When a therapy is a pharmacological therapy, any suitable route may be used to administer said therapy. Preferably the route of administration is by oral, rectal, nasal, topical (including buccal and sublingual), transdermal, intrathecal, transmucosal or parenteral (including subcutaneous, intramuscular, intravenous and intradermal) administration. Pharmaceutical compositions useful in a pharmacological therapy may be formulated in unit dosage form, for instance in tablets and sustained release capsules, and in liposomes. Alternatively, pharmaceutical compositions may be provided as un-dosed gels, liquids and syrups to be dosed (by the patient, third-party or an automatic dosage device) prior to administration. Dosage forms useful in relation to the present invention may be prepared by any methods well known in the art of pharmacy. It is envisaged and preferable that a dosage form may be provided in a “smart pack”, i.e. a device that monitors the administration of a medicament to a patient. Such smart packs may be used to provide data to the patient and/or a third-party (for instance, a healthcare provider) on the patient's compliance with the co-therapy regimen. Said data may also be used in the present invention to modify the dataset as outlined below.
It may be the case that a patient has access only to unit dosage forms containing certain amounts of active pharmaceutical ingredients. If this is the case, the co-therapy generated in the first aspect of the invention may “round” the dosage regimen in increments that are available to the patient. For instance, if the patient has access to unit dosages comprising 0.2 mg and 0.5 mg of melatonin, then the method may generate a co-therapy regimen that is limited to increments of 0.2 mg and 0.5 mg of melatonin, for instance 0.2, 0.5, 0.7, 0.9, 1.0, 1.2, 1.4, 1.5, 1.7, 1.9 and 2.0 mg of melatonin.
When a therapy is a non-pharmacological therapy, any suitable route may be used to administer said therapy. Preferably a non-pharmacological therapy is administered by an electronic device, such as a computer, a smartphone or another handheld device. The non-pharmacological therapy may be administered either automatically or in direct response to user input from the patient, a healthcare provider or another third-party.

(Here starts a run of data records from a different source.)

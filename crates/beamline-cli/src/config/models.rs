use beamline::core::models::element::ElementKind;
use beamline::engine::config::SequenceConfig;
use std::path::PathBuf;

/// Fully merged settings for one `expand` run.
#[derive(Debug, Clone)]
pub struct ExpandConfig {
    pub output_path: Option<PathBuf>,
    pub drift_kind: ElementKind,
    pub expand: bool,
    pub sequence_config: SequenceConfig,
}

The electronic device may act on instructions provided by a second electronic device that is located remotely from the electronic device, such as a Cloud-based server, where such instructions are transmitted to the electronic device over a network, e.g. the internet or a cellular network.

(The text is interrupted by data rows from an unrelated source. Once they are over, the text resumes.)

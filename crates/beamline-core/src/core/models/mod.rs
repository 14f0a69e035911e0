//! # Core Models Module
//!
//! Data structures describing what a transport line is made of.
//!
//! - [`element`] - Beamline elements, their keyword families and attributes
//! - [`placement`] - Placement hints, resolved positions and placement records
//! - [`value`] - Typed attribute values shared by elements, headers and tables
//! - [`table`] - The tabular projection of a sequence handed to input-deck writers
//!
//! ```ignore
//! use beamline::core::models::element::{Element, ElementKind};
//! use beamline::core::units::Length;
//!
//! let qf = Element::new("QF", ElementKind::Quadrupole).with("L", Length::meters(0.5));
//! ```

pub mod element;
pub mod placement;
pub mod table;
pub mod value;
mod cli;
mod commands;
mod config;
mod error;
mod logging;

use crate::cli::{Cli, Commands};
use crate::error::Result;
use clap::Parser;
use tracing::{debug, error, info};

fn main() {
    if let Err(e) = run_app() {
        eprintln!("Error: {}", e);
        std::process::exit(1);
    }
}

fn run_app() -> Result<()> {
    let cli = Cli::parse();
    logging::setup_logging(cli.verbose, cli.quiet, cli.log_file.clone())?;

    info!("Beamline CLI v{} starting up.", env!("CARGO_PKG_VERSION"));
    debug!("Full CLI arguments parsed: {:?}", &cli);

    let command_result = match cli.command {
        Commands::Expand(args) => {
            info!("Dispatching to 'expand' command.");
            commands::expand::run(args)
        }
        Commands::Twiss(args) => {
            info!("Dispatching to 'twiss' command.");
            commands::twiss::run(args)
        }
    };

    match &command_result {
        Ok(_) => info!("Command completed successfully."),
        Err(e) => error!("Command failed: {}", e),
    }

    command_result
}
//! # Sequences Module
//!
//! The user-facing layer. A sequence is a named, ordered collection of placed
//! elements with attached [`metadata::SequenceMetadata`], projectable to a
//! [`SequenceTable`] that an input-deck writer consumes.
//!
//! - [`placement::PlacementSequence`] - Built element by element from partial placement hints
//! - [`twiss::TwissSequence`] - Backed by a pre-resolved lattice table read from a TFS file
//! - [`metadata`] - Particle species and kinematics inferred from a header record

pub mod metadata;
pub mod placement;
pub mod twiss;

use crate::core::models::table::{Row, SequenceTable};
use crate::core::physics::kinematics::Kinematics;
use crate::core::physics::particle::ParticleSpecies;
use metadata::SequenceMetadata;

/// Behavior shared by every kind of sequence.
pub trait Sequence {
    fn name(&self) -> &str;

    fn metadata(&self) -> &SequenceMetadata;

    /// Projects the sequence to a table with one row per element, in line order.
    fn to_table(&self) -> SequenceTable;

    fn particle(&self) -> Option<ParticleSpecies> {
        self.metadata().particle()
    }

    fn kinematics(&self) -> Option<&Kinematics> {
        self.metadata().kinematics()
    }

    /// Maps `f` over every row of the tabular projection.
    fn apply<T, F>(&self, f: F) -> Vec<T>
    where
        F: FnMut(Row<'_>) -> T,
        Self: Sized,
    {
        self.to_table().rows().map(f).collect()
    }
}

The term “treatment” includes the amelioration of the disease or condition, or a symptom or symptoms thereof. Treatment also includes the amelioration of the side-effects of another therapy, such as a pharmacological therapy. Treatment also includes the reduction in a patient's dependence on another pharmacological drug, or behaviour. “Amelioration” is an improvement, or perceived improvement, in the patient's condition, or a change in a patient's condition that makes it, or side-effects, increasingly tolerable.
In relation to a patient suffering from a disease or condition, the term “suffering” includes the patient having the disease or condition. It also covers patients expecting to suffer from the disease or condition, for instance when the method is used as a preventative measure.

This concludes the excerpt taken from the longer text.